[SUPPLIED RECORDS — start]
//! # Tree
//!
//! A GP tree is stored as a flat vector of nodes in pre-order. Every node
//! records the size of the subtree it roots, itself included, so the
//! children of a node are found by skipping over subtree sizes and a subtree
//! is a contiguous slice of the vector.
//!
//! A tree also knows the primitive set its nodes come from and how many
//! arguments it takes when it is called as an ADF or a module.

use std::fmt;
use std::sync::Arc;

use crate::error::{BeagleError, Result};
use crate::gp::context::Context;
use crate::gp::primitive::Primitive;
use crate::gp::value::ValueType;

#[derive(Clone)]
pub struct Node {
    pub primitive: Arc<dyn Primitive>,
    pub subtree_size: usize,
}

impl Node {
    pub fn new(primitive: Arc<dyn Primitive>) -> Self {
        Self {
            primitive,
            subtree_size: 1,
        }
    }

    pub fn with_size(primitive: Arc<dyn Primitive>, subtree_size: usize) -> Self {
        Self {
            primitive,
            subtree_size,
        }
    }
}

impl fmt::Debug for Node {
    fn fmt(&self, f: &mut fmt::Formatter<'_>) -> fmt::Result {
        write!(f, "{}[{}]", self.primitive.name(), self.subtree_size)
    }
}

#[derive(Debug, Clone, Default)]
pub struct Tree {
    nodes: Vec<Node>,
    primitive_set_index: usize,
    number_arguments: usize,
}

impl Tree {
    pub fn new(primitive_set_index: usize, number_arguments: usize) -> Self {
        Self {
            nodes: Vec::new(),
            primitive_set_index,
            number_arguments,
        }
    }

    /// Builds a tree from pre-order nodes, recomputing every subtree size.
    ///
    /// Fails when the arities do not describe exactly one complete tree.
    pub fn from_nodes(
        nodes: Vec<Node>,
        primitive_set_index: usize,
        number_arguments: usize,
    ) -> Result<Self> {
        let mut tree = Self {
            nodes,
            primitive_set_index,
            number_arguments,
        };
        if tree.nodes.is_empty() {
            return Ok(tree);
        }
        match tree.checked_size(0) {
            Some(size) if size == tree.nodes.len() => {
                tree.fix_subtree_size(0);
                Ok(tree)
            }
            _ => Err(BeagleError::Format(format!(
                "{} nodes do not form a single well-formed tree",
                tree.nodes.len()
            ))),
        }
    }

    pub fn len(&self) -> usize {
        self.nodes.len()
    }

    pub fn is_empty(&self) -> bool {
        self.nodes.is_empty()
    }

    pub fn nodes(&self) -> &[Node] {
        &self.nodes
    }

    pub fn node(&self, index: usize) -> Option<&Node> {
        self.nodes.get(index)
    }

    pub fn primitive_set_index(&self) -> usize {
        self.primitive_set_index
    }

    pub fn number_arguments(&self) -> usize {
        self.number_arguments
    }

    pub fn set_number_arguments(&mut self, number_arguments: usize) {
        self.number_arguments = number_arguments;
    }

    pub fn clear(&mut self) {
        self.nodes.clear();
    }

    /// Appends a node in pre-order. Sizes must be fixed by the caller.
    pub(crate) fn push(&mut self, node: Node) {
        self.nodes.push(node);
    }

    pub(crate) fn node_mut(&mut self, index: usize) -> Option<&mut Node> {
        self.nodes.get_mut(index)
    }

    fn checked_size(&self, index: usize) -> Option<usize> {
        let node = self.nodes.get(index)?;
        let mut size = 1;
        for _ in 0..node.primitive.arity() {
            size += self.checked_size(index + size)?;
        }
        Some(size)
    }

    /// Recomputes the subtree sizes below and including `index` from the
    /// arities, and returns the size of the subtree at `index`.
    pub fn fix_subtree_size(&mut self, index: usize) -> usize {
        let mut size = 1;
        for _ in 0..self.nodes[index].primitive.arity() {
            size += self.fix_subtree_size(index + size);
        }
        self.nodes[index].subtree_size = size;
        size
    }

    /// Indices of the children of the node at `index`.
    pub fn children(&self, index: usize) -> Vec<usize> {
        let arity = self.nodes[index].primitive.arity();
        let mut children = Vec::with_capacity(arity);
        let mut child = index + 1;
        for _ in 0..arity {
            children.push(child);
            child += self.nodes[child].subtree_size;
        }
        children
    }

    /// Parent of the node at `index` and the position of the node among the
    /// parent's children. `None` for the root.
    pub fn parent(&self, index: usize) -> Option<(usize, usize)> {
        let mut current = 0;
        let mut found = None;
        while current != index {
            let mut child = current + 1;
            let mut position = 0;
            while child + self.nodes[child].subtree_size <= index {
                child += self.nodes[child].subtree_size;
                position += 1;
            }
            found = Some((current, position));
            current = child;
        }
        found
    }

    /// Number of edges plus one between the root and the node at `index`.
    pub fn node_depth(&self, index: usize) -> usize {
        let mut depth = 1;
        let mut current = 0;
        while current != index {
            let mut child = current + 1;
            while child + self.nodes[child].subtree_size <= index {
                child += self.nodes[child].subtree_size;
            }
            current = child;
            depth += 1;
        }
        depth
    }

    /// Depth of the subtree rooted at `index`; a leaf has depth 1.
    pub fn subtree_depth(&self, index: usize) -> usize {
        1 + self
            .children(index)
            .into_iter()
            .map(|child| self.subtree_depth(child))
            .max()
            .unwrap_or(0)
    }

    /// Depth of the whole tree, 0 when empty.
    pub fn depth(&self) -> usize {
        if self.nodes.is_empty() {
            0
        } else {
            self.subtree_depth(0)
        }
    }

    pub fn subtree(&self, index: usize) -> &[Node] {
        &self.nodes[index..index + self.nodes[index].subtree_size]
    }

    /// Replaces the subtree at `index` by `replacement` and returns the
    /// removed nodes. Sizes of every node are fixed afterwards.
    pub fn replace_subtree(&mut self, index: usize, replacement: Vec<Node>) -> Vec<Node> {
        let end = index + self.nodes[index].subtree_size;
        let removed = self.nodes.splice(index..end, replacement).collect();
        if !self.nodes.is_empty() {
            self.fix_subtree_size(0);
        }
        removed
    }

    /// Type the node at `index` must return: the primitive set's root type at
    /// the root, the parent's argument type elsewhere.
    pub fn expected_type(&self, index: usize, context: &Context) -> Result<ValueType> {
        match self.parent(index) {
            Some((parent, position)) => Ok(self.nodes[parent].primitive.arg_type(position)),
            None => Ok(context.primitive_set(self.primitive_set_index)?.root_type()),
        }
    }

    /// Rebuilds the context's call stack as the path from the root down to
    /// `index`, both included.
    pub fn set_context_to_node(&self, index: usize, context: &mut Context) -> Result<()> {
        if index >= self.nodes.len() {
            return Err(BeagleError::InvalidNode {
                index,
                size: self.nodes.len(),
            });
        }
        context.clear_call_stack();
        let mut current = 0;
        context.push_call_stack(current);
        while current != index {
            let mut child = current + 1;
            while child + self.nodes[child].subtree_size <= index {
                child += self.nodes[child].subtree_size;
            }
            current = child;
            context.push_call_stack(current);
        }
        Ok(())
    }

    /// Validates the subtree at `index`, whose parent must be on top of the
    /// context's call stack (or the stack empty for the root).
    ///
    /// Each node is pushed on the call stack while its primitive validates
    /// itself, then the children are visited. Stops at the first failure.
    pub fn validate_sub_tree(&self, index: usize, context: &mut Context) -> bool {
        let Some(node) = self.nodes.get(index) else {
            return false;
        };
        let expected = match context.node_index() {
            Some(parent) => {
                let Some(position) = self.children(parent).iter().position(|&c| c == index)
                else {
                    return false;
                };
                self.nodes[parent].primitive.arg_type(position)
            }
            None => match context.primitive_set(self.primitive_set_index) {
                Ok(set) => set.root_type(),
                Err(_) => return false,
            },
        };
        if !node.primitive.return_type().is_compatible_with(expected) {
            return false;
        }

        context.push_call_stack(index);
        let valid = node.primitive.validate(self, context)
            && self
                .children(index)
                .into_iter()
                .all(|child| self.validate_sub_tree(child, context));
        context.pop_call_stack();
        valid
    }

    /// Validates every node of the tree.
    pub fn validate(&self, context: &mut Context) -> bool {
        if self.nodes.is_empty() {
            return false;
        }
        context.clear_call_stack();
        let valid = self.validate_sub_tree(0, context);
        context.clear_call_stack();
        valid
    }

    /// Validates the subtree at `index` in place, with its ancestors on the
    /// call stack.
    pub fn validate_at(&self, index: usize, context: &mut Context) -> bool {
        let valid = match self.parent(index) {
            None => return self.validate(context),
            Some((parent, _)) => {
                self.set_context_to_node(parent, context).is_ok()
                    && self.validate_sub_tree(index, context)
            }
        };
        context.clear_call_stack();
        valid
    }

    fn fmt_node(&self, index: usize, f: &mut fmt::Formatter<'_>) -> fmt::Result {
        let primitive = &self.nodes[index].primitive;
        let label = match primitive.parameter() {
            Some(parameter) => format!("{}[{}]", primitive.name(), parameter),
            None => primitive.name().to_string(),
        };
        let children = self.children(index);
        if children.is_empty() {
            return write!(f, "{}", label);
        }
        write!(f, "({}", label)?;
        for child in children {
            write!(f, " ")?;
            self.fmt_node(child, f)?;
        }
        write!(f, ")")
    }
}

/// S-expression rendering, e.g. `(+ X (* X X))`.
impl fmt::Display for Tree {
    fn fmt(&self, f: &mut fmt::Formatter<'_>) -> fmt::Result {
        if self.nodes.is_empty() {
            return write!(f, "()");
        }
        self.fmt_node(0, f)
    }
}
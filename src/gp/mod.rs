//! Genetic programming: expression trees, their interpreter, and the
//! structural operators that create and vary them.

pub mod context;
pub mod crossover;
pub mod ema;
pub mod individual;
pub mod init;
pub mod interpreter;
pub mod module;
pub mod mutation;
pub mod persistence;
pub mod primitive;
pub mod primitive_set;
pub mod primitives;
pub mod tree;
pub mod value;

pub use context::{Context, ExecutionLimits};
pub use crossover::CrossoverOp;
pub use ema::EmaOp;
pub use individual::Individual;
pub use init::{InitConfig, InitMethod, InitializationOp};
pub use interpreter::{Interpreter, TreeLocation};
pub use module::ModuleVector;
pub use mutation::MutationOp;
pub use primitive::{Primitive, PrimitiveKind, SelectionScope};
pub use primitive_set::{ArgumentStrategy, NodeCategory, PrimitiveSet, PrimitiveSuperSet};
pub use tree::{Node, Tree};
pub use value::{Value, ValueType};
[SUPPLIED RECORDS — finish]
Beginning with the top line of the data above, output every line exactly until the one that contains "impl fmt::Debug for", and include that one too.

ANSWER TO THIS TASK:
//! # Tree
//!
//! A GP tree is stored as a flat vector of nodes in pre-order. Every node
//! records the size of the subtree it roots, itself included, so the
//! children of a node are found by skipping over subtree sizes and a subtree
//! is a contiguous slice of the vector.
//!
//! A tree also knows the primitive set its nodes come from and how many
//! arguments it takes when it is called as an ADF or a module.

use std::fmt;
use std::sync::Arc;

use crate::error::{BeagleError, Result};
use crate::gp::context::Context;
use crate::gp::primitive::Primitive;
use crate::gp::value::ValueType;

#[derive(Clone)]
pub struct Node {
    pub primitive: Arc<dyn Primitive>,
    pub subtree_size: usize,
}

impl Node {
    pub fn new(primitive: Arc<dyn Primitive>) -> Self {
        Self {
            primitive,
            subtree_size: 1,
        }
    }

    pub fn with_size(primitive: Arc<dyn Primitive>, subtree_size: usize) -> Self {
        Self {
            primitive,
            subtree_size,
        }
    }
}

impl fmt::Debug for Node {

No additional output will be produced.